Closed nickzoic closed 7 months ago
Actually looking at http://varnomen.hgvs.org/recommendations/protein/variant/substitution/ the syntax is a bit different, eg:
p.Trp24Cys
instead of p.24Trp>Cys
p.Arg76_Cys77delinsSerTrp
instead of p.76_77delinsSerTrp
or p.[Arg76Ser;Cys77Trp]
This might be a lot harder than I initially thought.
[sequence_align.pairwise.hirschberg](https://github.com/kensho-technologies/sequence_align)
library seems to do a good job, and can accept more than just sequences of characters, but its alignments need some post-processing to make them compatible with HGVS.I've made a start on this work at https://github.com/nickzoic/countess-variants
This got more-or-less-fixed-for-now in 51435699358536edb1d55f6b73f9ca1cc85581e5 (merged in v0.0.44) although a more sophisticated approach would be welcomed as a plugin.
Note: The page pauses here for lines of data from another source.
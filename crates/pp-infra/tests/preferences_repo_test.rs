use std::path::PathBuf;

use pp_core::ports::PreferencesPort;
use pp_core::{MonitorPreference, UserPreferences};
use pp_infra::FilePreferencesRepository;

#[tokio::test]
async fn missing_file_loads_defaults() {
    let tmp = tempfile::tempdir().unwrap();
    let repo = FilePreferencesRepository::new(tmp.path().join("user-preferences.json"));

    assert_eq!(repo.load().await.unwrap(), UserPreferences::default());
}

#[tokio::test]
async fn save_then_load_round_trips() {
    let tmp = tempfile::tempdir().unwrap();
    let path = tmp.path().join("nested").join("user-preferences.json");
    let repo = FilePreferencesRepository::new(&path);

    let prefs = UserPreferences {
        background_image_path: Some(PathBuf::from("/pictures/stage.png")),
        monitor_preference: MonitorPreference::Secondary,
    };
    repo.save(&prefs).await.unwrap();

    assert_eq!(repo.load().await.unwrap(), prefs);
    // A fresh repository over the same file sees the same data.
    assert_eq!(FilePreferencesRepository::new(&path).load().await.unwrap(), prefs);
}

#[tokio::test]
async fn saved_document_is_pretty_printed_camel_case() {
    let tmp = tempfile::tempdir().unwrap();
    let path = tmp.path().join("user-preferences.json");
    let repo = FilePreferencesRepository::new(&path);

    repo.save(&UserPreferences::default()).await.unwrap();

    let content = std::fs::read_to_string(&path).unwrap();
    assert!(content.contains('\n'), "expected pretty JSON: {content}");
    let value: serde_json::Value = serde_json::from_str(&content).unwrap();
    assert!(value["backgroundImagePath"].is_null());
    assert_eq!(value["monitorPreference"], "Automatic");
}

#[tokio::test]
async fn corrupt_file_loads_defaults() {
    let tmp = tempfile::tempdir().unwrap();
    let path = tmp.path().join("user-preferences.json");
    std::fs::write(&path, "{ this is not json").unwrap();

    let repo = FilePreferencesRepository::new(&path);
    assert_eq!(repo.load().await.unwrap(), UserPreferences::default());
}

#[tokio::test]
async fn unknown_enum_value_loads_defaults() {
    let tmp = tempfile::tempdir().unwrap();
    let path = tmp.path().join("user-preferences.json");
    std::fs::write(&path, r#"{"monitorPreference":"Tertiary"}"#).unwrap();

    let repo = FilePreferencesRepository::new(&path);
    assert_eq!(repo.load().await.unwrap(), UserPreferences::default());
}

#[tokio::test]
async fn concurrent_saves_leave_a_complete_document() {
    let tmp = tempfile::tempdir().unwrap();
    let path = tmp.path().join("user-preferences.json");
    let repo = std::sync::Arc::new(FilePreferencesRepository::new(&path));

    let mut handles = Vec::new();
    for pref in [
        MonitorPreference::Primary,
        MonitorPreference::Secondary,
        MonitorPreference::Automatic,
    ] {
        let repo = repo.clone();
        handles.push(tokio::spawn(async move {
            repo.save(&UserPreferences {
                background_image_path: None,
                monitor_preference: pref,
            })
            .await
        }));
    }
    for handle in handles {
        handle.await.unwrap().unwrap();
    }

    let loaded = repo.load().await.unwrap();
    assert!(MonitorPreference::all().contains(&loaded.monitor_preference));
    let leftovers: Vec<_> = std::fs::read_dir(tmp.path())
        .unwrap()
        .filter_map(|e| e.ok())
        .filter(|e| e.path().extension().is_some_and(|ext| ext == "tmp"))
        .collect();
    assert!(leftovers.is_empty());
}
//! Presentation identity and display ordering.

use std::cmp::Ordering;
use std::path::{Path, PathBuf};

/// Extensions (lower-case, without the dot) recognised as presentations.
pub const SUPPORTED_EXTENSIONS: [&str; 4] = ["pptx", "ppt", "ppsx", "pps"];

/// A presentation file available for playback.
///
/// Identity is the file path; the display name is derived from the file stem.
#[derive(Debug, Clone, PartialEq, Eq, Hash)]
pub struct PresentationItem {
    file_path: PathBuf,
    display_name: String,
}

impl PresentationItem {
    pub fn new(file_path: impl Into<PathBuf>, display_name: impl Into<String>) -> Self {
        Self {
            file_path: file_path.into(),
            display_name: display_name.into(),
        }
    }

    /// Builds an item whose display name is the file stem of `path`.
    pub fn from_path(path: impl Into<PathBuf>) -> Self {
        let file_path = path.into();
        let display_name = file_path
            .file_stem()
            .map(|stem| stem.to_string_lossy().into_owned())
            .unwrap_or_default();
        Self {
            file_path,
            display_name,
        }
    }

    pub fn file_path(&self) -> &Path {
        &self.file_path
    }

    pub fn display_name(&self) -> &str {
        &self.display_name
    }
}

/// A discovered presentation together with its preview image, if one was produced.
#[derive(Debug, Clone, PartialEq, Eq)]
pub struct PresentationEntry {
    pub item: PresentationItem,
    pub preview: Option<PathBuf>,
}

impl PresentationEntry {
    pub fn without_preview(item: PresentationItem) -> Self {
        Self {
            item,
            preview: None,
        }
    }
}

/// Returns `true` when the extension of `path` is one of [`SUPPORTED_EXTENSIONS`],
/// compared case-insensitively.
pub fn is_supported_presentation(path: &Path) -> bool {
    path.extension()
        .and_then(|ext| ext.to_str())
        .map(|ext| {
            SUPPORTED_EXTENSIONS
                .iter()
                .any(|supported| supported.eq_ignore_ascii_case(ext))
        })
        .unwrap_or(false)
}

/// Case-insensitive ordering of display names.
///
/// Names are compared by their Unicode lower-case form; names that differ only
/// in case fall back to the raw comparison so the order stays total.
pub fn compare_display_names(a: &str, b: &str) -> Ordering {
    a.to_lowercase()
        .cmp(&b.to_lowercase())
        .then_with(|| a.cmp(b))
}

/// Sorts items ascending by display name using [`compare_display_names`].
pub fn sort_for_display(items: &mut [PresentationItem]) {
    items.sort_by(|a, b| compare_display_names(a.display_name(), b.display_name()));
}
At the moment, the Variant Translator plugin takes a reference sequence and does a reasonable job of turning sequences into "g."-type HGVS strings, but there's no support for protein variants or for grouping variations into triplets (eg: for coding sequences)
We could also do protein variant calling by translating before and after sequences to IUPAC single-letter protein sequences, then calling Levenshtein, then translating the single-letter codes to the IUPAC three letter codes used in HGVS.
It's likely that misalignment due to single base inserts or deletes will cause big changes at the protein level and get thrown out by the max_mutations limit.